---- DATASET

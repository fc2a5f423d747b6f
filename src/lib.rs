//! tradebot: single-asset RSI strategy backtester.
//!
//! Hexagonal architecture: domain logic in [`domain`], port traits in [`ports`],
//! concrete implementations in [`adapters`], command dispatch in [`cli`].
//!
//! One pass over a price history feeds a shared indicator bank, then every
//! configured strategy automaton, each trading its own wallet.

pub mod adapters;
pub mod cli;
pub mod domain;
pub mod ports;
//! Indicator bank: one live instance per configured [`IndicatorKind`].

use std::collections::BTreeMap;

use crate::domain::error::TradebotError;
use crate::domain::indicator::{FeatureView, Indicator, IndicatorKind};
use crate::domain::record::PriceRecord;

/// Smallest window that can answer a duration-2 query.
pub const MIN_WINDOW: usize = 2;

/// Largest window a bank accepts.
pub const MAX_WINDOW: usize = 10_000;

#[derive(Debug, Clone)]
pub struct IndicatorBank {
    indicators: BTreeMap<IndicatorKind, Indicator>,
    window: usize,
}

impl IndicatorBank {
    pub fn new(kinds: &[IndicatorKind], window: usize) -> Result<Self, TradebotError> {
        if !(MIN_WINDOW..=MAX_WINDOW).contains(&window) {
            return Err(TradebotError::invalid(
                "backtest",
                "window",
                format!("window must be between {MIN_WINDOW} and {MAX_WINDOW}"),
            ));
        }
        let indicators = kinds
            .iter()
            .map(|&kind| (kind, Indicator::new(kind, window)))
            .collect();
        Ok(Self { indicators, window })
    }

    pub fn with_all(window: usize) -> Result<Self, TradebotError> {
        Self::new(&IndicatorKind::ALL, window)
    }

    pub fn window(&self) -> usize {
        self.window
    }

    pub fn contains(&self, kind: IndicatorKind) -> bool {
        self.indicators.contains_key(&kind)
    }

    /// Kinds in their fixed update order.
    pub fn kinds(&self) -> impl Iterator<Item = IndicatorKind> + '_ {
        self.indicators.keys().copied()
    }

    pub fn get(&self, kind: IndicatorKind) -> Option<&Indicator> {
        self.indicators.get(&kind)
    }

    /// Feeds `record` to every indicator, always in the same order.
    pub fn update(&mut self, record: &PriceRecord) {
        for indicator in self.indicators.values_mut() {
            indicator.update(record);
        }
    }

    /// Fails if `requested` names a kind this bank does not hold.
    pub fn ensure_provides(
        &self,
        owner: &str,
        requested: &[IndicatorKind],
    ) -> Result<(), TradebotError> {
        match requested.iter().find(|kind| !self.contains(**kind)) {
            Some(&indicator) => Err(TradebotError::MissingIndicator {
                strategy: owner.to_string(),
                indicator,
            }),
            None => Ok(()),
        }
    }

    /// Borrows exactly the `requested` indicators, in the requested order.
    pub fn view<'a>(
        &'a self,
        owner: &'a str,
        requested: &[IndicatorKind],
    ) -> Result<FeatureView<'a>, TradebotError> {
        let features = requested
            .iter()
            .map(|&kind| {
                self.get(kind).ok_or_else(|| TradebotError::MissingIndicator {
                    strategy: owner.to_string(),
                    indicator: kind,
                })
            })
            .collect::<Result<Vec<_>, _>>()?;
        Ok(FeatureView::new(owner, features))
    }
}
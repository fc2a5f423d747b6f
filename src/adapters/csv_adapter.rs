//! CSV price history adapter.
//!
//! Reads the market-data export layout `Date,Close/Last,Volume,Open,High,Low`.
//! Columns are located by header name, prices may carry a `$` prefix and
//! dates may be `MM/DD/YYYY` or `YYYY-MM-DD`.

use crate::domain::error::TradebotError;
use crate::domain::record::PriceRecord;
use crate::ports::data_port::RecordSource;
use chrono::NaiveDate;
use std::path::{Path, PathBuf};

const DATE_FORMATS: [&str; 2] = ["%m/%d/%Y", "%Y-%m-%d"];

pub struct CsvRecordSource {
    path: PathBuf,
}

/// Column positions resolved from the header row.
struct Columns {
    date: usize,
    close: usize,
    volume: usize,
    open: usize,
    high: usize,
    low: usize,
}

impl Columns {
    fn from_headers(headers: &csv::StringRecord) -> Result<Self, TradebotError> {
        let find = |names: &[&str]| {
            headers
                .iter()
                .position(|h| names.iter().any(|n| h.eq_ignore_ascii_case(n)))
                .ok_or_else(|| TradebotError::Data {
                    reason: format!("missing {} column", names[0]),
                })
        };
        Ok(Self {
            date: find(&["Date"])?,
            close: find(&["Close/Last", "Close"])?,
            volume: find(&["Volume"])?,
            open: find(&["Open"])?,
            high: find(&["High"])?,
            low: find(&["Low"])?,
        })
    }
}

impl CsvRecordSource {
    pub fn new<P: AsRef<Path>>(path: P) -> Self {
        Self {
            path: path.as_ref().to_path_buf(),
        }
    }

    pub fn path(&self) -> &Path {
        &self.path
    }

    /// Every record in file order, each validated.
    pub fn read_all(&self) -> Result<Vec<PriceRecord>, TradebotError> {
        let mut rdr = csv::ReaderBuilder::new()
            .trim(csv::Trim::All)
            .from_path(&self.path)
            .map_err(|e| TradebotError::Data {
                reason: format!("failed to read {}: {}", self.path.display(), e),
            })?;

        let headers = rdr.headers().map_err(|e| TradebotError::Data {
            reason: format!("CSV header error: {}", e),
        })?;
        let columns = Columns::from_headers(headers)?;

        let mut records = Vec::new();
        for row in rdr.records() {
            let row = row.map_err(|e| TradebotError::Data {
                reason: format!("CSV parse error: {}", e),
            })?;
            let record = parse_row(&row, &columns)?;
            record.validate()?;
            records.push(record);
        }

        tracing::debug!(
            path = %self.path.display(),
            records = records.len(),
            "price history loaded"
        );
        Ok(records)
    }
}

fn parse_row(row: &csv::StringRecord, columns: &Columns) -> Result<PriceRecord, TradebotError> {
    let raw_date = row.get(columns.date).unwrap_or_default();
    let corrupt = |reason: String| TradebotError::CorruptRecord {
        date: raw_date.to_string(),
        reason,
    };

    let date = parse_date(raw_date).ok_or_else(|| corrupt("unrecognized date".into()))?;
    let price = |index: usize, name: &str| -> Result<f64, TradebotError> {
        let raw = row.get(index).unwrap_or_default();
        parse_price(raw).ok_or_else(|| corrupt(format!("invalid {} value '{}'", name, raw)))
    };

    let volume = row.get(columns.volume).unwrap_or_default();
    if volume.is_empty() {
        return Err(corrupt("empty volume".into()));
    }

    Ok(PriceRecord {
        date,
        open: price(columns.open, "open")?,
        high: price(columns.high, "high")?,
        low: price(columns.low, "low")?,
        close: price(columns.close, "close")?,
        volume: volume.to_string(),
    })
}

fn parse_date(raw: &str) -> Option<NaiveDate> {
    DATE_FORMATS
        .iter()
        .find_map(|fmt| NaiveDate::parse_from_str(raw, fmt).ok())
}

fn parse_price(raw: &str) -> Option<f64> {
    raw.strip_prefix('$').unwrap_or(raw).trim().parse().ok()
}

impl RecordSource for CsvRecordSource {
    fn fetch_records(
        &self,
        start: Option<NaiveDate>,
        end: Option<NaiveDate>,
    ) -> Result<Vec<PriceRecord>, TradebotError> {
        let mut records = self.read_all()?;
        records.retain(|r| {
            start.is_none_or(|s| r.date >= s) && end.is_none_or(|e| r.date <= e)
        });
        Ok(records)
    }

    fn data_range(&self) -> Result<Option<(NaiveDate, NaiveDate, usize)>, TradebotError> {
        let records = self.read_all()?;
        let first = records.iter().map(|r| r.date).min();
        let last = records.iter().map(|r| r.date).max();
        Ok(first.zip(last).map(|(first, last)| (first, last, records.len())))
    }
}

#[cfg(test)]
mod tests {
    use super::*;
    use std::fs;
    use tempfile::TempDir;

    const EXPORT: &str = "Date,Close/Last,Volume,Open,High,Low\n\
        08/13/2021,$150.50,1000,$149.00,$151.00,$148.50\n\
        08/12/2021,$149.00,1200,$147.00,$149.50,$146.80\n\
        08/11/2021,$147.25,900,$148.00,$148.40,$146.90\n";

    fn write_csv(content: &str) -> (TempDir, PathBuf) {
        let dir = TempDir::new().unwrap();
        let path = dir.path().join("prices.csv");
        fs::write(&path, content).unwrap();
        (dir, path)
    }

    #[test]
    fn reads_export_layout() {
        let (_dir, path) = write_csv(EXPORT);
        let records = CsvRecordSource::new(&path).fetch_records(None, None).unwrap();

        assert_eq!(records.len(), 3);
        // file order is kept; the engine sorts
        assert_eq!(records[0].date, NaiveDate::from_ymd_opt(2021, 8, 13).unwrap());
        assert_eq!(records[0].close, 150.5);
        assert_eq!(records[0].open, 149.0);
        assert_eq!(records[0].high, 151.0);
        assert_eq!(records[0].low, 148.5);
        assert_eq!(records[0].volume, "1000");
    }

    #[test]
    fn columns_found_by_name() {
        let (_dir, path) = write_csv(
            "Open, High, Low, Close, Volume, Date\n\
             10.0, 11.0, 9.5, 10.5, N/A, 2021-08-02\n",
        );
        let records = CsvRecordSource::new(&path).fetch_records(None, None).unwrap();
        assert_eq!(records.len(), 1);
        assert_eq!(records[0].date, NaiveDate::from_ymd_opt(2021, 8, 2).unwrap());
        assert_eq!(records[0].close, 10.5);
        assert_eq!(records[0].volume, "N/A");
    }

    #[test]
    fn fetch_filters_by_date() {
        let (_dir, path) = write_csv(EXPORT);
        let day = NaiveDate::from_ymd_opt(2021, 8, 12);
        let records = CsvRecordSource::new(&path).fetch_records(day, day).unwrap();
        assert_eq!(records.len(), 1);
        assert_eq!(records[0].close, 149.0);
    }

    #[test]
    fn data_range_spans_file() {
        let (_dir, path) = write_csv(EXPORT);
        let range = CsvRecordSource::new(&path).data_range().unwrap();
        assert_eq!(
            range,
            Some((
                NaiveDate::from_ymd_opt(2021, 8, 11).unwrap(),
                NaiveDate::from_ymd_opt(2021, 8, 13).unwrap(),
                3
            ))
        );
    }

    #[test]
    fn empty_file_has_no_range() {
        let (_dir, path) = write_csv("Date,Close/Last,Volume,Open,High,Low\n");
        assert_eq!(CsvRecordSource::new(&path).data_range().unwrap(), None);
    }

    #[test]
    fn missing_column_fails() {
        let (_dir, path) = write_csv("Date,Close/Last,Volume,Open,High\n");
        let err = CsvRecordSource::new(&path).read_all().unwrap_err();
        assert!(matches!(err, TradebotError::Data { ref reason } if reason.contains("Low")));
    }

    #[test]
    fn high_below_low_is_corrupt() {
        let (_dir, path) = write_csv(
            "Date,Close/Last,Volume,Open,High,Low\n\
             08/13/2021,$150.50,1000,$149.00,$140.00,$148.50\n",
        );
        let err = CsvRecordSource::new(&path).read_all().unwrap_err();
        assert!(matches!(err, TradebotError::CorruptRecord { .. }));
    }

    #[test]
    fn bad_values_are_corrupt() {
        let (_dir, path) = write_csv(
            "Date,Close/Last,Volume,Open,High,Low\n\
             yesterday,$150.50,1000,$149.00,$151.00,$148.50\n",
        );
        assert!(matches!(
            CsvRecordSource::new(&path).read_all(),
            Err(TradebotError::CorruptRecord { .. })
        ));

        let (_dir, path) = write_csv(
            "Date,Close/Last,Volume,Open,High,Low\n\
             08/13/2021,abc,1000,$149.00,$151.00,$148.50\n",
        );
        assert!(matches!(
            CsvRecordSource::new(&path).read_all(),
            Err(TradebotError::CorruptRecord { ref reason, .. }) if reason.contains("close")
        ));

        let (_dir, path) = write_csv(
            "Date,Close/Last,Volume,Open,High,Low\n\
             08/13/2021,$150.50,,$149.00,$151.00,$148.50\n",
        );
        assert!(matches!(
            CsvRecordSource::new(&path).read_all(),
            Err(TradebotError::CorruptRecord { ref reason, .. }) if reason.contains("volume")
        ));
    }

    #[test]
    fn missing_file_fails() {
        let dir = TempDir::new().unwrap();
        let source = CsvRecordSource::new(dir.path().join("absent.csv"));
        assert!(matches!(source.read_all(), Err(TradebotError::Data { .. })));
    }
}
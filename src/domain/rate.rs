//! Percentage value bounded to [0, 100].

use std::fmt;

use crate::domain::error::TradebotError;

#[derive(Debug, Clone, Copy, PartialEq, PartialOrd)]
pub struct Rate(f64);

impl Rate {
    pub const MIN: f64 = 0.0;
    pub const MAX: f64 = 100.0;
    pub const MIDPOINT: Rate = Rate(50.0);

    pub fn new(value: f64) -> Result<Self, TradebotError> {
        if !(Self::MIN..=Self::MAX).contains(&value) {
            return Err(TradebotError::RateOutOfRange { value });
        }
        Ok(Rate(value))
    }

    pub fn value(self) -> f64 {
        self.0
    }
}

impl TryFrom<f64> for Rate {
    type Error = TradebotError;

    fn try_from(value: f64) -> Result<Self, Self::Error> {
        Rate::new(value)
    }
}

impl From<Rate> for f64 {
    fn from(rate: Rate) -> Self {
        rate.0
    }
}

impl fmt::Display for Rate {
    fn fmt(&self, f: &mut fmt::Formatter<'_>) -> fmt::Result {
        write!(f, "{:.2}", self.0)
    }
}
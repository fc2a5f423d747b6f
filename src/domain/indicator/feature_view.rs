//! Narrowed read-only projection of the indicator bank.
//!
//! A strategy only ever sees the indicators it declared. Reading any other
//! kind through the view is a [`TradebotError::MissingIndicator`].

use crate::domain::error::TradebotError;
use crate::domain::indicator::{Indicator, IndicatorKind, LastRecord, Roc, Rsi, Trend};

#[derive(Debug, Clone)]
pub struct FeatureView<'a> {
    owner: &'a str,
    features: Vec<&'a Indicator>,
}

impl<'a> FeatureView<'a> {
    pub(crate) fn new(owner: &'a str, features: Vec<&'a Indicator>) -> Self {
        Self { owner, features }
    }

    pub fn owner(&self) -> &'a str {
        self.owner
    }

    /// Declared kinds, in declaration order.
    pub fn kinds(&self) -> impl Iterator<Item = IndicatorKind> + '_ {
        self.features.iter().map(|f| f.kind())
    }

    pub fn len(&self) -> usize {
        self.features.len()
    }

    pub fn is_empty(&self) -> bool {
        self.features.is_empty()
    }

    pub fn get(&self, kind: IndicatorKind) -> Option<&'a Indicator> {
        self.features.iter().copied().find(|f| f.kind() == kind)
    }

    fn require(&self, kind: IndicatorKind) -> Result<&'a Indicator, TradebotError> {
        self.get(kind).ok_or_else(|| TradebotError::MissingIndicator {
            strategy: self.owner.to_string(),
            indicator: kind,
        })
    }

    pub fn rsi(&self) -> Result<&'a Rsi, TradebotError> {
        match self.require(IndicatorKind::Rsi)? {
            Indicator::Rsi(rsi) => Ok(rsi),
            _ => unreachable!("indicator stored under the wrong kind"),
        }
    }

    pub fn trend(&self) -> Result<&'a Trend, TradebotError> {
        match self.require(IndicatorKind::Trend)? {
            Indicator::Trend(trend) => Ok(trend),
            _ => unreachable!("indicator stored under the wrong kind"),
        }
    }

    pub fn roc(&self) -> Result<&'a Roc, TradebotError> {
        match self.require(IndicatorKind::Roc)? {
            Indicator::Roc(roc) => Ok(roc),
            _ => unreachable!("indicator stored under the wrong kind"),
        }
    }

    pub fn last_record(&self) -> Result<&'a LastRecord, TradebotError> {
        match self.require(IndicatorKind::LastRecord)? {
            Indicator::LastRecord(last) => Ok(last),
            _ => unreachable!("indicator stored under the wrong kind"),
        }
    }
}
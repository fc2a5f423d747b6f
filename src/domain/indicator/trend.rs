//! Coarse trend classification.
//!
//! fluctuation_rate = C[0] / C[n] - 1, comparing the newest close with the
//! close n steps back. |rate| < threshold is Stable, otherwise the sign of
//! the rate decides (a zero rate with a zero threshold counts as Up).
//! Needs n + 1 buffered records.

use std::fmt;

use crate::domain::error::TradebotError;
use crate::domain::indicator::{IndicatorKind, RollingWindow, check_duration};
use crate::domain::record::PriceRecord;

#[derive(Debug, Clone, Copy, PartialEq, Eq)]
pub enum TrendDirection {
    Up,
    Stable,
    Down,
}

impl fmt::Display for TrendDirection {
    fn fmt(&self, f: &mut fmt::Formatter<'_>) -> fmt::Result {
        match self {
            TrendDirection::Up => write!(f, "up"),
            TrendDirection::Stable => write!(f, "stable"),
            TrendDirection::Down => write!(f, "down"),
        }
    }
}

#[derive(Debug, Clone)]
pub struct Trend {
    window: RollingWindow<PriceRecord>,
}

impl Trend {
    pub fn new(max_duration: usize) -> Self {
        Self {
            window: RollingWindow::new(max_duration),
        }
    }

    pub fn update(&mut self, record: &PriceRecord) {
        self.window.push(record.clone());
    }

    pub fn len(&self) -> usize {
        self.window.len()
    }

    pub fn is_empty(&self) -> bool {
        self.window.is_empty()
    }

    pub fn fluctuation_rate(&self, duration: usize) -> Result<Option<f64>, TradebotError> {
        check_duration(IndicatorKind::Trend, duration)?;

        let (Some(latest), Some(past)) = (self.window.newest(), self.window.get(duration)) else {
            return Ok(None);
        };
        Ok(Some(latest.close / past.close - 1.0))
    }

    pub fn value_for_duration(
        &self,
        duration: usize,
        fluctuation_threshold: f64,
    ) -> Result<Option<TrendDirection>, TradebotError> {
        Ok(self
            .fluctuation_rate(duration)?
            .map(|rate| classify(rate, fluctuation_threshold)))
    }
}

fn classify(rate: f64, threshold: f64) -> TrendDirection {
    if rate.abs() < threshold {
        TrendDirection::Stable
    } else if rate < 0.0 {
        TrendDirection::Down
    } else {
        TrendDirection::Up
    }
}

#[cfg(test)]
mod tests {
    use super::*;
    use chrono::NaiveDate;

    fn trend_from(closes: &[f64], capacity: usize) -> Trend {
        let mut trend = Trend::new(capacity);
        for (i, &close) in closes.iter().enumerate() {
            trend.update(&PriceRecord {
                date: NaiveDate::from_ymd_opt(2021, 3, i as u32 + 1).unwrap(),
                open: close,
                high: close,
                low: close,
                close,
                volume: String::new(),
            });
        }
        trend
    }

    #[test]
    fn round_trip_is_stable() {
        let trend = trend_from(&[100.0, 90.0, 100.0], 14);
        assert_eq!(
            trend.value_for_duration(2, 0.05).unwrap(),
            Some(TrendDirection::Stable)
        );
    }

    #[test]
    fn rising_is_up() {
        let trend = trend_from(&[100.0, 105.0, 110.0], 14);
        assert_eq!(
            trend.value_for_duration(2, 0.05).unwrap(),
            Some(TrendDirection::Up)
        );
    }

    #[test]
    fn falling_is_down() {
        let trend = trend_from(&[100.0, 95.0, 90.0], 14);
        assert_eq!(
            trend.value_for_duration(2, 0.05).unwrap(),
            Some(TrendDirection::Down)
        );
    }

    #[test]
    fn change_at_threshold_is_not_stable() {
        // exactly +10% against a 0.1 threshold
        let trend = trend_from(&[100.0, 100.0, 110.0], 14);
        let rate = trend.fluctuation_rate(2).unwrap().unwrap();
        assert_eq!(
            trend.value_for_duration(2, rate).unwrap(),
            Some(TrendDirection::Up)
        );
    }

    #[test]
    fn zero_threshold_never_stable() {
        let trend = trend_from(&[100.0, 90.0, 100.0], 14);
        assert_eq!(
            trend.value_for_duration(2, 0.0).unwrap(),
            Some(TrendDirection::Up)
        );
    }

    #[test]
    fn needs_duration_plus_one_records() {
        let trend = trend_from(&[100.0, 101.0], 14);
        assert_eq!(trend.value_for_duration(2, 0.0).unwrap(), None);

        let trend = trend_from(&[100.0, 101.0, 102.0], 14);
        assert!(trend.value_for_duration(2, 0.0).unwrap().is_some());
    }

    #[test]
    fn rejects_duration_one() {
        let trend = trend_from(&[100.0, 101.0, 102.0], 14);
        assert!(matches!(
            trend.value_for_duration(1, 0.0),
            Err(TradebotError::InvalidDuration { indicator: IndicatorKind::Trend, .. })
        ));
    }

    #[test]
    fn capacity_limits_lookback() {
        let trend = trend_from(&[100.0, 101.0, 102.0, 103.0], 3);
        assert_eq!(trend.len(), 3);
        assert_eq!(trend.value_for_duration(3, 0.0).unwrap(), None);
    }
}
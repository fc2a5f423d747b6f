//! Passthrough of the most recent record.

use crate::domain::record::PriceRecord;

#[derive(Debug, Clone, Default)]
pub struct LastRecord {
    value: Option<PriceRecord>,
}

impl LastRecord {
    pub fn update(&mut self, record: &PriceRecord) {
        self.value = Some(record.clone());
    }

    pub fn value(&self) -> Option<&PriceRecord> {
        self.value.as_ref()
    }
}
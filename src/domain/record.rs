//! Daily price record.

use chrono::NaiveDate;

use crate::domain::error::TradebotError;

#[derive(Debug, Clone, PartialEq)]
pub struct PriceRecord {
    pub date: NaiveDate,
    pub open: f64,
    pub high: f64,
    pub low: f64,
    pub close: f64,
    pub volume: String,
}

impl PriceRecord {
    /// Rejects records that would corrupt indicator or wallet math.
    pub fn validate(&self) -> Result<(), TradebotError> {
        let corrupt = |reason: &str| TradebotError::CorruptRecord {
            date: self.date.to_string(),
            reason: reason.to_string(),
        };

        if [self.open, self.high, self.low, self.close]
            .iter()
            .any(|v| !v.is_finite())
        {
            return Err(corrupt("non-finite price"));
        }
        if self.high < self.low {
            return Err(corrupt("high below low"));
        }
        if self.close <= 0.0 {
            return Err(corrupt("close must be positive"));
        }
        Ok(())
    }

    /// close / open
    pub fn price_fluctuation_rate(&self) -> f64 {
        self.close / self.open
    }

    /// open - close
    pub fn variation(&self) -> f64 {
        self.open - self.close
    }

    pub fn variation_rate(&self) -> f64 {
        self.price_fluctuation_rate() - 1.0
    }

    /// high - low
    pub fn amplitude(&self) -> f64 {
        self.high - self.low
    }

    pub fn amplitude_rate(&self) -> f64 {
        (self.high / self.low) - 1.0
    }
}

#[cfg(test)]
mod tests {
    use super::*;

    fn sample_record() -> PriceRecord {
        PriceRecord {
            date: NaiveDate::from_ymd_opt(2021, 8, 2).unwrap(),
            open: 2500.0,
            high: 2650.0,
            low: 2400.0,
            close: 2600.0,
            volume: "N/A".into(),
        }
    }

    #[test]
    fn valid_record_passes() {
        assert!(sample_record().validate().is_ok());
    }

    #[test]
    fn high_below_low_is_corrupt() {
        let record = PriceRecord {
            high: 2300.0,
            ..sample_record()
        };
        let err = record.validate().unwrap_err();
        assert!(
            matches!(err, TradebotError::CorruptRecord { ref reason, .. } if reason == "high below low")
        );
    }

    #[test]
    fn nan_price_is_corrupt() {
        let record = PriceRecord {
            close: f64::NAN,
            ..sample_record()
        };
        assert!(record.validate().is_err());
    }

    #[test]
    fn zero_close_is_corrupt() {
        let record = PriceRecord {
            close: 0.0,
            low: 0.0,
            ..sample_record()
        };
        assert!(record.validate().is_err());
    }

    #[test]
    fn fluctuation_and_variation() {
        let r = sample_record();
        assert!((r.price_fluctuation_rate() - 1.04).abs() < 1e-12);
        assert!((r.variation() - (-100.0)).abs() < f64::EPSILON);
        assert!((r.variation_rate() - 0.04).abs() < 1e-12);
    }

    #[test]
    fn amplitude() {
        let r = sample_record();
        assert!((r.amplitude() - 250.0).abs() < f64::EPSILON);
        // 2650 / 2400 - 1
        assert!((r.amplitude_rate() - (2650.0 / 2400.0 - 1.0)).abs() < f64::EPSILON);
    }
}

--------

● EXERCISE
Please return the lines above exactly, from the first one down to the line with "use std::collections::BTreeMap;", and stop after that line.

● EXERCISE OUTPUT
repository fc2a5f423d747b6f
filename src/lib.rs
//! tradebot: single-asset RSI strategy backtester.
//!
//! Hexagonal architecture: domain logic in [`domain`], port traits in [`ports`],
//! concrete implementations in [`adapters`], command dispatch in [`cli`].
//!
//! One pass over a price history feeds a shared indicator bank, then every
//! configured strategy automaton, each trading its own wallet.

pub mod adapters;
pub mod cli;
pub mod domain;
pub mod ports;
//! Indicator bank: one live instance per configured [`IndicatorKind`].

use std::collections::BTreeMap;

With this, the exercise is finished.